-- YOUR TASK --
Each line of the records below that holds "trim" should be copied out.

-- INFORMATION PROVIDED --
*** Block opens ***
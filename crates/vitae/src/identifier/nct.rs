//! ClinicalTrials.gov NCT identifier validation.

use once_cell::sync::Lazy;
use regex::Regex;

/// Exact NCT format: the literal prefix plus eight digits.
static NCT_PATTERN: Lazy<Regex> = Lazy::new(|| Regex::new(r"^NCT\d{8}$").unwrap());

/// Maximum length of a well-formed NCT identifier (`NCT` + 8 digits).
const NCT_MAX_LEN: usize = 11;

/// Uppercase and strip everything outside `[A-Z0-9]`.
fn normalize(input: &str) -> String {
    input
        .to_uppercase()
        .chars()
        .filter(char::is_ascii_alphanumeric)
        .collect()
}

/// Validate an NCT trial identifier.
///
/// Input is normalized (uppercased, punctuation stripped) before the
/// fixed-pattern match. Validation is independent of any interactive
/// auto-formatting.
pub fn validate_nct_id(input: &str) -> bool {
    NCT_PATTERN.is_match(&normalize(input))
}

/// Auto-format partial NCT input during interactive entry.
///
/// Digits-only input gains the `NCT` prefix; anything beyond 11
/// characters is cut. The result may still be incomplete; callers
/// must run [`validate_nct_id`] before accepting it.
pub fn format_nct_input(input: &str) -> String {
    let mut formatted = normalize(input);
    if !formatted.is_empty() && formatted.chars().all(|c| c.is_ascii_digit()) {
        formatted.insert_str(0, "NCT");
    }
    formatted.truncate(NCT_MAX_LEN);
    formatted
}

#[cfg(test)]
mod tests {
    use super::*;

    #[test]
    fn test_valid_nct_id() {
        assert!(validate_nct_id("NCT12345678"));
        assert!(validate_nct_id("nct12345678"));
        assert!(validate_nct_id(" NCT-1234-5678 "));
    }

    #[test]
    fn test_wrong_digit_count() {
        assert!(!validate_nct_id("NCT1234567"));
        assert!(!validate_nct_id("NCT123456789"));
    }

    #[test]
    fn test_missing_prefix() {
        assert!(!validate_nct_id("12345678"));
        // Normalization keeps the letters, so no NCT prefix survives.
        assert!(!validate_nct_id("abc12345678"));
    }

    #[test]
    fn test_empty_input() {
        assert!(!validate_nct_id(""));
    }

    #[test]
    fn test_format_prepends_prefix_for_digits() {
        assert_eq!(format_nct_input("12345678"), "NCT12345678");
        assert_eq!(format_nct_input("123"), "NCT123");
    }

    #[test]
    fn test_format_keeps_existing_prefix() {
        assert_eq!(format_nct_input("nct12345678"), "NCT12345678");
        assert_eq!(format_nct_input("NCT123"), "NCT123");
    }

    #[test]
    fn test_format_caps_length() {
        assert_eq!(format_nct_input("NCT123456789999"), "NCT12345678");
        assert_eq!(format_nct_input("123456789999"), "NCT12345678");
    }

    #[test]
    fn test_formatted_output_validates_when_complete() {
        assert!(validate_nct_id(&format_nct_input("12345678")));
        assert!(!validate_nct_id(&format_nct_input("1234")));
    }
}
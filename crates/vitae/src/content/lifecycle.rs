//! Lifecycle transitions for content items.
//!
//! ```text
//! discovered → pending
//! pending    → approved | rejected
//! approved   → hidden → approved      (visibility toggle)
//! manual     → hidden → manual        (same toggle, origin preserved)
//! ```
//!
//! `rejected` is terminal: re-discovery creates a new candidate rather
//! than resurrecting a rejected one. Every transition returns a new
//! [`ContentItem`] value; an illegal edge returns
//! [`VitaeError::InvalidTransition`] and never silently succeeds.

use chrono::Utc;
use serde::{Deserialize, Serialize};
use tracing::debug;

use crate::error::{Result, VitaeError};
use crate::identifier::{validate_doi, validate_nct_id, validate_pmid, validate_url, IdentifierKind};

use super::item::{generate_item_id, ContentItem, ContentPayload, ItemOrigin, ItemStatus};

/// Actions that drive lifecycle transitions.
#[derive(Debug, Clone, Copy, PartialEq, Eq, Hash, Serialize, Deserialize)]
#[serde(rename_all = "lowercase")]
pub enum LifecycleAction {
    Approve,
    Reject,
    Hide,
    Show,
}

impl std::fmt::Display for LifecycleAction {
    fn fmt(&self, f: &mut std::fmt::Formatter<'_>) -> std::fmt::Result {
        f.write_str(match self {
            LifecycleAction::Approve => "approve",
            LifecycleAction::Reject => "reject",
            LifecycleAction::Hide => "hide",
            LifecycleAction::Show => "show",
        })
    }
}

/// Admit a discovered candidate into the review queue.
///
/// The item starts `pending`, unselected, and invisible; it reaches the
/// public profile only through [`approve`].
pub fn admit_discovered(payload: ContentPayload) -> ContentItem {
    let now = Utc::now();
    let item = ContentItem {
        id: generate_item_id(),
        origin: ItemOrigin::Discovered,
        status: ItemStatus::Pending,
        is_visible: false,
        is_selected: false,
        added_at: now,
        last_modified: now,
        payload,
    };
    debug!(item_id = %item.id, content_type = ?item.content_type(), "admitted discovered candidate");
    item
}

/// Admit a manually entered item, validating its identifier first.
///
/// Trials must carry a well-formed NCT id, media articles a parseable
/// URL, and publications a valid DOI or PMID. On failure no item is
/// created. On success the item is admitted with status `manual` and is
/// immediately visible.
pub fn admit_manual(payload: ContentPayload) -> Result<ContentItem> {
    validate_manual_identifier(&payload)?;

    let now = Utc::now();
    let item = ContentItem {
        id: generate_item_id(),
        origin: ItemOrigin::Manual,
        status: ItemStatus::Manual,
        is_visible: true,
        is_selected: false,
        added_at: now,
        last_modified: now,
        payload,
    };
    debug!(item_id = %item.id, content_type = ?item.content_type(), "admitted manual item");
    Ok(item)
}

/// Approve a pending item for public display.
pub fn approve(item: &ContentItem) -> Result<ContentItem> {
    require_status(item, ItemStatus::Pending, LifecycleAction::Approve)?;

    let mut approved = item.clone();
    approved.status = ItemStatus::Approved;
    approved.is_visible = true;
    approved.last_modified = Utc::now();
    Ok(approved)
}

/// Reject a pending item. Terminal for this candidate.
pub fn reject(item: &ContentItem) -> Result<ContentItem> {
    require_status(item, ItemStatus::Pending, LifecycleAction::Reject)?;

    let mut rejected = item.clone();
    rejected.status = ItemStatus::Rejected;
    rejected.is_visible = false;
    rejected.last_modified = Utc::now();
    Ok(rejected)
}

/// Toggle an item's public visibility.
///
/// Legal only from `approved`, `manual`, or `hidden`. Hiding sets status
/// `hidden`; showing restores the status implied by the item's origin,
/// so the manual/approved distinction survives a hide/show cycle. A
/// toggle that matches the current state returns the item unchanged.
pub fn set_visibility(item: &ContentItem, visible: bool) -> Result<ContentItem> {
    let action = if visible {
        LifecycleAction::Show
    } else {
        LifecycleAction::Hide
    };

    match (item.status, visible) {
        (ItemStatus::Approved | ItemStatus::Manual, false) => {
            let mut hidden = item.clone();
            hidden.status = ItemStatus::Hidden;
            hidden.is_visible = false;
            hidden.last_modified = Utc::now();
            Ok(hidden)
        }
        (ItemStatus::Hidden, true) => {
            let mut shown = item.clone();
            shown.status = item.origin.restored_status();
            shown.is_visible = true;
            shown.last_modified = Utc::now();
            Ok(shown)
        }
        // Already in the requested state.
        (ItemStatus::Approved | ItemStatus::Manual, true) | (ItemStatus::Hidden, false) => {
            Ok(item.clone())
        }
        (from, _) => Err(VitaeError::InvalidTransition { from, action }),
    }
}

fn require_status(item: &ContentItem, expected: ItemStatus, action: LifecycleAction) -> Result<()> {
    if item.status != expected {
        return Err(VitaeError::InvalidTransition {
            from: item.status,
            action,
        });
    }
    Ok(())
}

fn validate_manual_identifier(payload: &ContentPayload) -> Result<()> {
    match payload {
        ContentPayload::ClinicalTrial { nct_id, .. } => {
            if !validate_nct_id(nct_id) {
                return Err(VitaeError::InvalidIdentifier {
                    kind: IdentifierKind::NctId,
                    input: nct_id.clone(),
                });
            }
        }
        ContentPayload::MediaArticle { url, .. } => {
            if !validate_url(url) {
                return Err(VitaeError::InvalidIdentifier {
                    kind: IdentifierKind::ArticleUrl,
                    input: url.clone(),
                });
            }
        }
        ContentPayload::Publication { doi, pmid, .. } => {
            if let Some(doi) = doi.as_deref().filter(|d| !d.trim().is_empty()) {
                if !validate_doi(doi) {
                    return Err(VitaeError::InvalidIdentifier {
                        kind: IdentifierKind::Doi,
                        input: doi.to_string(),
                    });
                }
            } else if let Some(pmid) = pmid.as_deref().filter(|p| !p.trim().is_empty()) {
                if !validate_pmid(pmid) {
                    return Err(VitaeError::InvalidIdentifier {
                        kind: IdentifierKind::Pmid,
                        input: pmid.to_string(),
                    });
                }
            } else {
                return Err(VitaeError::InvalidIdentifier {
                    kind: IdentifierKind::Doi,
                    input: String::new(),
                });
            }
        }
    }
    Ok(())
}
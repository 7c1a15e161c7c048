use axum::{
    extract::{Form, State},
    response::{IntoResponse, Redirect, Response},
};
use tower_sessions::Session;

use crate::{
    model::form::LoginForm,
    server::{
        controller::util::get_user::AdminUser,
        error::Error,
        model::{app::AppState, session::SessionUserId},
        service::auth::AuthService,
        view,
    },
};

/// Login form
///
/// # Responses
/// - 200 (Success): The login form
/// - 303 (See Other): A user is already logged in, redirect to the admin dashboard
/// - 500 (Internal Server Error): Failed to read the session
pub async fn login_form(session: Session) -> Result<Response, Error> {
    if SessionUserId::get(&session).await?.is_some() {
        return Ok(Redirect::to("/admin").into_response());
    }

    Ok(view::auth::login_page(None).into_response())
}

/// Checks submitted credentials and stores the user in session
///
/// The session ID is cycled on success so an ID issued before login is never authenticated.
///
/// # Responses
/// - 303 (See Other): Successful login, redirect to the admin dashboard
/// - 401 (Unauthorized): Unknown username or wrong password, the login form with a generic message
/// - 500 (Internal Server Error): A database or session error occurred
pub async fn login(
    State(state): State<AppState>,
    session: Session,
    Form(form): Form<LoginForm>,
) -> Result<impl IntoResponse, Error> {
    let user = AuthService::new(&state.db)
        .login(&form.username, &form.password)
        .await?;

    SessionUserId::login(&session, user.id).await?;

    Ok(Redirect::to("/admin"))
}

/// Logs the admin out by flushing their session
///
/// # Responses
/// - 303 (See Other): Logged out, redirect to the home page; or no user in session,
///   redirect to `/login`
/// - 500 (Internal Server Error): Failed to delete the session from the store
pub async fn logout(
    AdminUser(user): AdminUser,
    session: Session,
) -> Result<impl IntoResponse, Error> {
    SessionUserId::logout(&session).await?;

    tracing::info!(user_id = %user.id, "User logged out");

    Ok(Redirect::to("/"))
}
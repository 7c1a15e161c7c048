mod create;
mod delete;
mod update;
*** Block closes ***
-- ANSWER FOR THIS EXERCISE --
            if let Some(doi) = doi.as_deref().filter(|d| !d.trim().is_empty()) {
            } else if let Some(pmid) = pmid.as_deref().filter(|p| !p.trim().is_empty()) {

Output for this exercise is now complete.